Deputy Leader of Alternative for Sweden
- Incumbent
- Assumed office 28 November 2020
- Leader: Gustav Kasselstrand
- Preceded by: William Hahne

Member of the Riksdag
- In office 4 October 2010 – 24 September 2018
- Constituency: Gävleborg County

Leader of the Sweden Democrats
- In office 4 March 1995 – 7 May 2005
- Preceded by: Anders Klarström
- Succeeded by: Jimmie Åkesson

Personal details
- Born: Lars-Olof Mikael Jansson 4 September 1965 (age 60) Umeå, Sweden
- Party: Alternative for Sweden (2018–present)
- Other political affiliations: Centre (1990–1993); Sweden Democrats (1993–2018);
- Children: 2

= Mikael Jansson (politician) =

Swedish politician (born 1965)

Lars-Olof Mikael Jansson (born 4 September 1965) is a Swedish politician who was Leader of the Sweden Democrats (SD) from 1995 to 2005. He served as defence spokesman for the Sweden Democrats in the Riksdag from 2010 to 2018. Jansson is currently the Deputy Chairman of Alternative for Sweden.

==Biography==
===Early life===
Jansson was born in Kopparberg in 1965. He studied for a technical diploma in engineering while working in a paper mill in Örebro. He graduated with a qualification in engineering with a specialization in electrical and telecommunications from Lindeskolan school Lindesberg.

=== Political career ===
In 1990, Jansson joined the Centre Party and was for a time the second vice-president in Örebro's Centre Party's county organization and substitute member for the Centre Party in Vasa municipal board in Örebro. In 1993 he switched to the Sweden Democrats, where he in 1994 he was elected second vice president. In 1995 he became the new party chairman of the SD at the party congress in Norrköping replacing SD founder and original leader Anders Klarström. During Jansson's time as leader, the Sweden Democrats took a more direct stance against political extremism and neo-fascism within its ranks and saw a gradual increase in votes during the 1990s and early 2000s. He served as chairman for 10 years. In May 2005, he was challenged for the party leadership by youth-wing chairman Jimmie Åkesson who subsequently defeated Jansson in a leadership contest to become SD chairman. The same year, he released the book I eget spår genom obruten terräng about his time as party leader.

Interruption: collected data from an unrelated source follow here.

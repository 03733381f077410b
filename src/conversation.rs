//! UI-agnostic conversation state: the message list, the submit policy, and
//! the reducer that folds stream events back in. Testable without a terminal.

#[derive(Debug, Clone, Copy, PartialEq, Eq)]
pub enum ChatRole {
    User,
    Assistant,
}

#[derive(Debug, Clone, PartialEq, Eq)]
pub struct ChatMessage {
    pub role: ChatRole,
    pub content: String,
}

/// Identifies one request/reply exchange. Chunk routing is keyed on this,
/// never on a message list index: an index captured at submit time goes stale
/// the moment anything else touches the list.
#[derive(Debug, Clone, Copy, PartialEq, Eq)]
pub struct RequestId(u64);

/// What `submit` hands back for the caller to put on the wire.
#[derive(Debug, Clone, PartialEq, Eq)]
pub struct SendRequest {
    pub id: RequestId,
    pub message: String,
}

/// Stream deliveries routed back into the conversation.
#[derive(Debug, Clone)]
pub enum ChatEvent {
    Chunk { request: RequestId, text: String },
    Done { request: RequestId },
    Failed { request: RequestId, error: String },
}

#[derive(Debug)]
struct InFlight {
    id: RequestId,
    slot: usize,
    buffer: String,
}

/// The message list plus the set of replies still streaming in.
#[derive(Debug, Default)]
pub struct Conversation {
    messages: Vec<ChatMessage>,
    in_flight: Vec<InFlight>,
    next_request: u64,
}

impl Conversation {
    pub fn new() -> Self {
        Self::default()
    }

    pub fn messages(&self) -> &[ChatMessage] {
        &self.messages
    }

    /// True while any reply is still streaming.
    pub fn is_awaiting(&self) -> bool {
        !self.in_flight.is_empty()
    }

    /// True when `idx` is an in-flight placeholder with nothing streamed yet.
    pub fn is_pending_slot(&self, idx: usize) -> bool {
        self.in_flight
            .iter()
            .any(|reply| reply.slot == idx && reply.buffer.is_empty())
    }

    /// Submit policy plus bookkeeping. Returns `None` (a no-op) when the input
    /// trims to empty or a reply is already awaited; otherwise appends the
    /// user message and an empty assistant placeholder and returns the request
    /// to issue. Validation is on the trimmed text; the raw input is what gets
    /// stored and sent.
    pub fn submit(&mut self, input: &str) -> Option<SendRequest> {
        if input.trim().is_empty() || self.is_awaiting() {
            return None;
        }
        Some(self.begin_exchange(input))
    }

    /// Append the user message and its empty placeholder, registering the
    /// reply as in flight. Skips the submit policy; the reducer stays correct
    /// even with several exchanges in flight at once.
    pub fn begin_exchange(&mut self, message: &str) -> SendRequest {
        self.next_request += 1;
        let id = RequestId(self.next_request);

        self.messages.push(ChatMessage {
            role: ChatRole::User,
            content: message.to_string(),
        });
        self.messages.push(ChatMessage {
            role: ChatRole::Assistant,
            content: String::new(),
        });

        self.in_flight.push(InFlight {
            id,
            slot: self.messages.len() - 1,
            buffer: String::new(),
        });

        SendRequest {
            id,
            message: message.to_string(),
        }
    }

    /// Fold one stream event into the conversation. Events for a request that
    /// is no longer in flight are dropped.
    pub fn apply(&mut self, event: ChatEvent) {
        match event {
            ChatEvent::Chunk { request, text } => {
                if let Some(reply) = self.in_flight.iter_mut().find(|r| r.id == request) {
                    reply.buffer.push_str(&text);
                    // Resync the placeholder from the accumulator
                    self.messages[reply.slot] = ChatMessage {
                        role: ChatRole::Assistant,
                        content: reply.buffer.clone(),
                    };
                }
            }
            ChatEvent::Done { request } => {
                self.in_flight.retain(|r| r.id != request);
            }
            ChatEvent::Failed { request, error } => {
                if let Some(idx) = self.in_flight.iter().position(|r| r.id == request) {
                    let reply = self.in_flight.remove(idx);
                    let content = if reply.buffer.is_empty() {
                        format!("Error: {}", error)
                    } else {
                        // Keep what already streamed in; mark the cutoff
                        format!("{}\nError: {}", reply.buffer, error)
                    };
                    self.messages[reply.slot] = ChatMessage {
                        role: ChatRole::Assistant,
                        content,
                    };
                }
            }
        }
    }
}
// src/ocr.rs

use crate::inference::InferenceEngine;
use crate::interface::{Recognition, TextRecognizer};
use crate::preprocessing;
use crate::types::{Crop, OcrConfig};
use anyhow::{bail, Context, Result};
use tracing::{debug, info, warn};

/// CRNN-style line recognizer (PaddleOCR rec export) decoded with greedy CTC.
/// Output is `[1, steps, classes]` probabilities where class 0 is the CTC
/// blank, classes `1..=len` map onto the dictionary and the one after that
/// is a space.
pub struct OnnxTextRecognizer {
    engine: InferenceEngine,
    charset: Vec<String>,
    input_height: usize,
    max_width: usize,
    min_score: f32,
}

impl OnnxTextRecognizer {
    pub fn new(config: &OcrConfig) -> Result<Self> {
        let model_path = config
            .model_path
            .as_deref()
            .context("ocr.model_path is not set")?;
        let keys_path = config
            .keys_path
            .as_deref()
            .context("ocr.keys_path is not set")?;

        let charset = load_charset(keys_path)?;
        let engine = InferenceEngine::new(model_path, config.num_threads)?;

        info!(
            "✓ Text recognizer ready ({} symbols, input {}x{})",
            charset.len(),
            config.max_width,
            config.input_height
        );

        Ok(Self {
            engine,
            charset,
            input_height: config.input_height,
            max_width: config.max_width,
            min_score: config.min_score,
        })
    }
}

impl TextRecognizer for OnnxTextRecognizer {
    fn recognize(&mut self, crop: &Crop) -> Result<Recognition> {
        let input = preprocessing::recognizer_input(crop, self.input_height, self.max_width);
        let shape = [1, 3, self.input_height, self.max_width];
        let (output_shape, probs) = self.engine.infer(shape, input)?;

        let (steps, classes) = match output_shape.as_slice() {
            [_, steps, classes] if *steps >= 0 && *classes >= 0 => {
                (*steps as usize, *classes as usize)
            }
            _ => bail!("unexpected recognizer output shape {:?}", output_shape),
        };

        let (text, score) = ctc_greedy_decode(&probs, steps, classes, &self.charset)?;
        debug!("OCR raw '{}' (score {:.2})", text, score);

        if text.is_empty() || score < self.min_score {
            return Ok(Recognition::Nothing);
        }
        Ok(Recognition::Text(text))
    }
}

/// Stand-in when no recognition model is configured.
pub struct NullRecognizer;

impl NullRecognizer {
    pub fn new() -> Self {
        warn!("⚪ No OCR model configured, plates will be recorded without text");
        Self
    }
}

impl TextRecognizer for NullRecognizer {
    fn recognize(&mut self, _crop: &Crop) -> Result<Recognition> {
        Ok(Recognition::Unavailable)
    }
}

fn load_charset(path: &str) -> Result<Vec<String>> {
    let raw = std::fs::read_to_string(path)
        .with_context(|| format!("Failed to read OCR dictionary {}", path))?;
    let charset: Vec<String> = raw
        .lines()
        .map(|line| line.trim_end_matches('\r').to_string())
        .filter(|line| !line.is_empty())
        .collect();

    if charset.is_empty() {
        bail!("OCR dictionary {} is empty", path);
    }
    Ok(charset)
}

/// Best class per step, repeats collapsed, blanks dropped. The score is the
/// mean probability of the emitted symbols.
pub fn ctc_greedy_decode(
    probs: &[f32],
    steps: usize,
    classes: usize,
    charset: &[String],
) -> Result<(String, f32)> {
    if steps == 0 || classes == 0 {
        bail!("empty recognizer output shape {}x{}", steps, classes);
    }
    if steps.checked_mul(classes).map_or(true, |needed| probs.len() < needed) {
        bail!(
            "recognizer output too short: {} values for {}x{}",
            probs.len(),
            steps,
            classes
        );
    }

    let mut text = String::new();
    let mut confidences = Vec::new();
    let mut previous = 0usize;

    for row in probs.chunks_exact(classes).take(steps) {
        let (best, prob) = row
            .iter()
            .copied()
            .enumerate()
            .fold((0, f32::MIN), |acc, (i, p)| if p > acc.1 { (i, p) } else { acc });

        if best != 0 && best != previous {
            let symbol = match best - 1 {
                idx if idx < charset.len() => charset[idx].as_str(),
                idx if idx == charset.len() => " ",
                _ => "",
            };
            if !symbol.is_empty() {
                text.push_str(symbol);
                confidences.push(prob);
            }
        }
        previous = best;
    }

    let score = if confidences.is_empty() {
        0.0
    } else {
        confidences.iter().sum::<f32>() / confidences.len() as f32
    };
    Ok((text.trim().to_string(), score))
}
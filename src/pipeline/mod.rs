// src/pipeline/mod.rs

pub mod correlator;
pub mod driver;
pub mod frame_context;
pub mod metrics;
pub mod orchestrator;

#[cfg(test)]
pub mod testing;

pub use correlator::{correlate, FrameDecision, Trigger};
pub use driver::{FrameLoopDriver, StopReason};
pub use frame_context::FrameContext;
pub use metrics::{MetricsSummary, PipelineMetrics};
pub use orchestrator::{ExtractionOrchestrator, ExtractionOutcome};
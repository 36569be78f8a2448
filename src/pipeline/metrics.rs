// src/pipeline/metrics.rs
//
// Run counters, logged as a summary when the loop stops.

use crate::pipeline::driver::StopReason;
use std::time::{Duration, Instant};

#[derive(Debug, Clone)]
pub struct PipelineMetrics {
    pub total_frames: u64,
    pub frames_with_detections: u64,
    pub triggers: u64,
    pub records_written: u64,
    pub duplicates_suppressed: u64,
    pub skipped_crops: u64,
    pub ocr_fallbacks: u64,
    pub tracking_time_us: u64,
    pub started_at: Instant,
}

impl Default for PipelineMetrics {
    fn default() -> Self {
        Self::new()
    }
}

impl PipelineMetrics {
    pub fn new() -> Self {
        Self {
            total_frames: 0,
            frames_with_detections: 0,
            triggers: 0,
            records_written: 0,
            duplicates_suppressed: 0,
            skipped_crops: 0,
            ocr_fallbacks: 0,
            tracking_time_us: 0,
            started_at: Instant::now(),
        }
    }

    pub fn add_tracking_time(&mut self, elapsed: Duration) {
        self.tracking_time_us += elapsed.as_micros() as u64;
    }

    pub fn fps(&self) -> f64 {
        let elapsed = self.started_at.elapsed().as_secs_f64();
        if elapsed > 0.01 {
            self.total_frames as f64 / elapsed
        } else {
            0.0
        }
    }

    pub fn summary(&self, stop_reason: StopReason, unique_tracks: usize) -> MetricsSummary {
        MetricsSummary {
            stop_reason,
            total_frames: self.total_frames,
            fps: self.fps(),
            frames_with_detections: self.frames_with_detections,
            triggers: self.triggers,
            records_written: self.records_written,
            duplicates_suppressed: self.duplicates_suppressed,
            skipped_crops: self.skipped_crops,
            ocr_fallbacks: self.ocr_fallbacks,
            unique_tracks,
            avg_tracking_us: self
                .tracking_time_us
                .checked_div(self.total_frames)
                .unwrap_or(0),
            elapsed_secs: self.started_at.elapsed().as_secs_f64(),
        }
    }
}

#[derive(Debug, Clone, serde::Serialize)]
pub struct MetricsSummary {
    pub stop_reason: StopReason,
    pub total_frames: u64,
    pub fps: f64,
    pub frames_with_detections: u64,
    pub triggers: u64,
    pub records_written: u64,
    pub duplicates_suppressed: u64,
    pub skipped_crops: u64,
    pub ocr_fallbacks: u64,
    /// Track ids in the dedup ledger at shutdown.
    pub unique_tracks: usize,
    pub avg_tracking_us: u64,
    pub elapsed_secs: f64,
}

impl MetricsSummary {
    /// Machine-readable form of the run summary.
    pub fn to_yaml(&self) -> anyhow::Result<String> {
        Ok(serde_yaml::to_string(self)?)
    }
}
// src/inference.rs

use anyhow::{Context, Result};
#[cfg(feature = "cuda")]
use ort::execution_providers::CUDAExecutionProvider;
use ort::session::{builder::GraphOptimizationLevel, Session};
use tracing::{debug, info};

/// ONNX Runtime session shared by the detector and the text recognizer.
pub struct InferenceEngine {
    session: Session,
    model_path: String,
}

impl InferenceEngine {
    pub fn new(model_path: &str, num_threads: usize) -> Result<Self> {
        info!("Loading ONNX model: {}", model_path);

        #[allow(unused_mut)]
        let mut session_builder = Session::builder()?;

        #[cfg(feature = "cuda")]
        {
            info!("Enabling CUDA execution provider");
            session_builder = session_builder
                .with_execution_providers([CUDAExecutionProvider::default()
                    .with_device_id(0)
                    .build()])?;
        }

        let session = session_builder
            .with_optimization_level(GraphOptimizationLevel::Level3)?
            .with_intra_threads(num_threads.max(1))?
            .with_inter_threads(1)?
            .commit_from_file(model_path)
            .with_context(|| format!("Failed to load model {}", model_path))?;

        Ok(Self {
            session,
            model_path: model_path.to_string(),
        })
    }

    /// Run a single NCHW float tensor through the model and return the first
    /// output as `(shape, data)`.
    pub fn infer(&mut self, shape: [usize; 4], input: Vec<f32>) -> Result<(Vec<i64>, Vec<f32>)> {
        debug!("Running inference on {} with input {:?}", self.model_path, shape);

        let input_value =
            ort::value::Value::from_array((shape.as_slice(), input.into_boxed_slice()))?;

        let outputs = self.session.run(ort::inputs![input_value])?;

        let output = &outputs[0];
        let (output_shape, data_slice) = output.try_extract_tensor::<f32>()?;

        Ok((output_shape.to_vec(), data_slice.to_vec()))
    }
}
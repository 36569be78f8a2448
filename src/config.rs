use crate::error::StartupError;
use crate::types::Config;
use anyhow::Result;
use std::fs;

/// Looked up in the working directory when no path is given.
pub const DEFAULT_CONFIG_PATH: &str = "config.yaml";

impl Config {
    pub fn load(path: &str) -> Result<Self> {
        let contents = fs::read_to_string(path)?;
        let config: Config = serde_yaml::from_str(&contents)?;
        Ok(config)
    }

    /// Loads the file when present, otherwise falls back to built-in defaults.
    pub fn load_or_default(path: &str) -> Result<Self, StartupError> {
        if !std::path::Path::new(path).exists() {
            return Ok(Config::default());
        }
        Self::load_required(path)
    }

    /// A path the operator named must exist and parse. Only the implicit
    /// default file is allowed to be missing.
    pub fn load_for_startup(explicit: Option<&str>) -> Result<Self, StartupError> {
        match explicit {
            Some(path) => Self::load_required(path),
            None => Self::load_or_default(DEFAULT_CONFIG_PATH),
        }
    }

    fn load_required(path: &str) -> Result<Self, StartupError> {
        Self::load(path).map_err(|e| StartupError::Config {
            path: path.to_string(),
            reason: format!("{e:#}"),
        })
    }

    /// Sanity checks that don't need any collaborator to be opened.
    pub fn validate(&self, path: &str) -> Result<(), StartupError> {
        let invalid = |reason: &str| StartupError::Config {
            path: path.to_string(),
            reason: reason.to_string(),
        };

        if self.source.working_width == 0 || self.source.working_height == 0 {
            return Err(invalid("source working size must be non-zero"));
        }
        if self.extraction.crop_width == 0 || self.extraction.crop_height == 0 {
            return Err(invalid("extraction crop size must be non-zero"));
        }
        if self.labels.violation == self.labels.identifier {
            return Err(invalid("violation and identifier labels must differ"));
        }
        if self.ocr.model_path.is_some() && self.ocr.keys_path.is_none() {
            return Err(invalid("ocr.model_path requires ocr.keys_path"));
        }
        Ok(())
    }

    /// Filter directive used when `RUST_LOG` isn't set.
    pub fn log_filter(&self) -> String {
        format!("helmet_monitor={},ort=warn", self.logging.level)
    }
}
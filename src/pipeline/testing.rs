// src/pipeline/testing.rs
//
// Scripted collaborators for exercising the loop without video, models or
// disk. Each fake is cheap to clone and clones share state, so a test can
// hand one copy to the pipeline and inspect the other.

use crate::interface::{
    Clock, FrameSink, FrameSource, ImageWriter, LoopControl, ObjectTracker, Recognition,
    RecordStore, TextRecognizer,
};
use crate::pipeline::correlator::FrameDecision;
use crate::pipeline::FrameContext;
use crate::types::{Annotation, BoundingBox, ClassLabel, Crop, Detection, EventRecord, Frame};
use crate::zone::Region;
use anyhow::{bail, Result};
use chrono::{NaiveDate, NaiveDateTime};
use std::cell::{Cell, RefCell};
use std::collections::VecDeque;
use std::path::{Path, PathBuf};
use std::rc::Rc;
use std::sync::atomic::{AtomicBool, Ordering};
use std::sync::Arc;

// ============================================================================
// BUILDERS
// ============================================================================

pub fn solid_frame(width: usize, height: usize) -> Frame {
    Frame {
        data: vec![128; width * height * 3],
        width,
        height,
        timestamp_ms: 0.0,
    }
}

pub fn violation(bbox: BoundingBox) -> Detection {
    Detection {
        bbox,
        class_label: ClassLabel::Violation,
        track_id: None,
        confidence: 0.9,
    }
}

pub fn identifier(track_id: i64, bbox: BoundingBox) -> Detection {
    Detection {
        bbox,
        class_label: ClassLabel::Identifier,
        track_id: Some(track_id),
        confidence: 0.9,
    }
}

/// 2024-05-01 14:03:22.123
pub fn fixed_clock() -> FixedClock {
    let now = NaiveDate::from_ymd_opt(2024, 5, 1)
        .and_then(|d| d.and_hms_milli_opt(14, 3, 22, 123))
        .unwrap();
    FixedClock(now)
}

pub struct FixedClock(pub NaiveDateTime);

impl Clock for FixedClock {
    fn now(&self) -> NaiveDateTime {
        self.0
    }
}

// ============================================================================
// FRAME SOURCE
// ============================================================================

#[derive(Clone)]
pub struct ScriptedSource {
    frames: Rc<RefCell<VecDeque<Frame>>>,
    fail_when_empty: bool,
    released: Rc<Cell<bool>>,
}

impl ScriptedSource {
    pub fn new(count: usize, width: usize, height: usize) -> Self {
        let frames = (0..count)
            .map(|i| Frame {
                timestamp_ms: i as f64 * 40.0,
                ..solid_frame(width, height)
            })
            .collect();
        Self {
            frames: Rc::new(RefCell::new(frames)),
            fail_when_empty: false,
            released: Rc::new(Cell::new(false)),
        }
    }

    /// Report a read error instead of end-of-stream once frames run out.
    pub fn failing_at_end(mut self) -> Self {
        self.fail_when_empty = true;
        self
    }

    pub fn remaining(&self) -> usize {
        self.frames.borrow().len()
    }

    pub fn released(&self) -> bool {
        self.released.get()
    }
}

impl FrameSource for ScriptedSource {
    fn next_frame(&mut self) -> Result<Option<Frame>> {
        match self.frames.borrow_mut().pop_front() {
            Some(frame) => Ok(Some(frame)),
            None if self.fail_when_empty => bail!("device disconnected"),
            None => Ok(None),
        }
    }

    fn release(&mut self) -> Result<()> {
        self.released.set(true);
        Ok(())
    }
}

// ============================================================================
// TRACKER
// ============================================================================

/// Returns one scripted detection list per frame, then nothing.
pub struct ScriptedTracker {
    script: VecDeque<Vec<Detection>>,
    fail_on_call: Option<usize>,
    interrupt_on_call: Option<(usize, Arc<AtomicBool>)>,
    calls: usize,
}

impl ScriptedTracker {
    pub fn new(script: Vec<Vec<Detection>>) -> Self {
        Self {
            script: script.into(),
            fail_on_call: None,
            interrupt_on_call: None,
            calls: 0,
        }
    }

    pub fn failing_on_call(mut self, call: usize) -> Self {
        self.fail_on_call = Some(call);
        self
    }

    /// Raise `flag` while tracking the given call, as a Ctrl-C landing
    /// mid-frame would.
    pub fn interrupting_on_call(mut self, call: usize, flag: Arc<AtomicBool>) -> Self {
        self.interrupt_on_call = Some((call, flag));
        self
    }
}

impl ObjectTracker for ScriptedTracker {
    fn track(&mut self, _frame: &Frame) -> Result<Vec<Detection>> {
        self.calls += 1;
        if self.fail_on_call == Some(self.calls) {
            bail!("inference backend crashed");
        }
        if let Some((call, flag)) = &self.interrupt_on_call {
            if *call == self.calls {
                flag.store(true, Ordering::SeqCst);
            }
        }
        Ok(self.script.pop_front().unwrap_or_default())
    }
}

// ============================================================================
// RECOGNIZER
// ============================================================================

pub struct ScriptedRecognizer {
    response: Option<Recognition>,
}

impl ScriptedRecognizer {
    pub fn always(recognition: Recognition) -> Self {
        Self {
            response: Some(recognition),
        }
    }

    pub fn always_text(text: &str) -> Self {
        Self::always(Recognition::Text(text.to_string()))
    }

    pub fn failing() -> Self {
        Self { response: None }
    }
}

impl TextRecognizer for ScriptedRecognizer {
    fn recognize(&mut self, _crop: &Crop) -> Result<Recognition> {
        match &self.response {
            Some(recognition) => Ok(recognition.clone()),
            None => bail!("recognizer session poisoned"),
        }
    }
}

// ============================================================================
// PERSISTENCE
// ============================================================================

#[derive(Clone, Default)]
pub struct MemoryRecordStore {
    records: Rc<RefCell<Vec<EventRecord>>>,
    fail: Rc<Cell<bool>>,
    flushes: Rc<Cell<usize>>,
}

impl MemoryRecordStore {
    pub fn records(&self) -> Vec<EventRecord> {
        self.records.borrow().clone()
    }

    pub fn fail_appends(&self) {
        self.fail.set(true);
    }

    pub fn flushes(&self) -> usize {
        self.flushes.get()
    }
}

impl RecordStore for MemoryRecordStore {
    fn append(&mut self, record: &EventRecord) -> Result<()> {
        if self.fail.get() {
            bail!("disk full");
        }
        self.records.borrow_mut().push(record.clone());
        Ok(())
    }

    fn flush(&mut self) -> Result<()> {
        self.flushes.set(self.flushes.get() + 1);
        Ok(())
    }
}

#[derive(Clone, Default)]
pub struct MemoryImageWriter {
    written: Rc<RefCell<Vec<(PathBuf, Crop)>>>,
    fail: Rc<Cell<bool>>,
}

impl MemoryImageWriter {
    pub fn paths(&self) -> Vec<PathBuf> {
        self.written.borrow().iter().map(|(p, _)| p.clone()).collect()
    }

    pub fn sizes(&self) -> Vec<(usize, usize)> {
        self.written
            .borrow()
            .iter()
            .map(|(_, c)| (c.width, c.height))
            .collect()
    }

    pub fn fail_writes(&self) {
        self.fail.set(true);
    }
}

impl ImageWriter for MemoryImageWriter {
    fn write(&mut self, path: &Path, crop: &Crop) -> Result<()> {
        if self.fail.get() {
            bail!("permission denied");
        }
        self.written
            .borrow_mut()
            .push((path.to_path_buf(), crop.clone()));
        Ok(())
    }
}

// ============================================================================
// SINK
// ============================================================================

#[derive(Debug, Clone, PartialEq)]
pub struct Presented {
    pub frame_id: u64,
    pub decision: FrameDecision,
    pub annotations: Vec<Annotation>,
}

#[derive(Clone, Default)]
pub struct RecordingSink {
    presented: Rc<RefCell<Vec<Presented>>>,
    stop_after: Option<usize>,
    closed: Rc<Cell<bool>>,
}

impl RecordingSink {
    /// Ask the loop to stop once `frames` frames have been presented.
    pub fn stopping_after(frames: usize) -> Self {
        Self {
            stop_after: Some(frames),
            ..Self::default()
        }
    }

    pub fn presented(&self) -> Vec<Presented> {
        self.presented.borrow().clone()
    }

    pub fn closed(&self) -> bool {
        self.closed.get()
    }
}

impl FrameSink for RecordingSink {
    fn present(&mut self, ctx: &FrameContext, _region: &Region) -> Result<LoopControl> {
        let mut presented = self.presented.borrow_mut();
        presented.push(Presented {
            frame_id: ctx.frame_id,
            decision: ctx.decision,
            annotations: ctx.annotations.clone(),
        });
        match self.stop_after {
            Some(limit) if presented.len() >= limit => Ok(LoopControl::Stop),
            _ => Ok(LoopControl::Continue),
        }
    }

    fn close(&mut self) -> Result<()> {
        self.closed.set(true);
        Ok(())
    }
}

He served as head of the local party district in Gothenburg from 1995-2014 and in the 2006 elections he was elected to the City Council in Gothenburg and also set up as a third candidate to the European Parliament in 2009 on the party's behalf.

Mikael Jansson was the Sweden Democrats' candidate for the post of Second Deputy Speaker of the Riksdag in 2010, but was not elected. Since 2010, he has been a member of parliament, a member of the defence committee, and a spokesperson for the party. During the years 2012–2014, Jansson was a member of the defence commission, which examines future defence policy.

Mikael Jansson is also one of twelve members in the Swedish Export Control Council (ECC), a parliamentary appointed group that advise the Inspectorate of Strategic Products (ISP) on how to deal with war material export issues. The Sweden Democrats party have one seat in total in the council.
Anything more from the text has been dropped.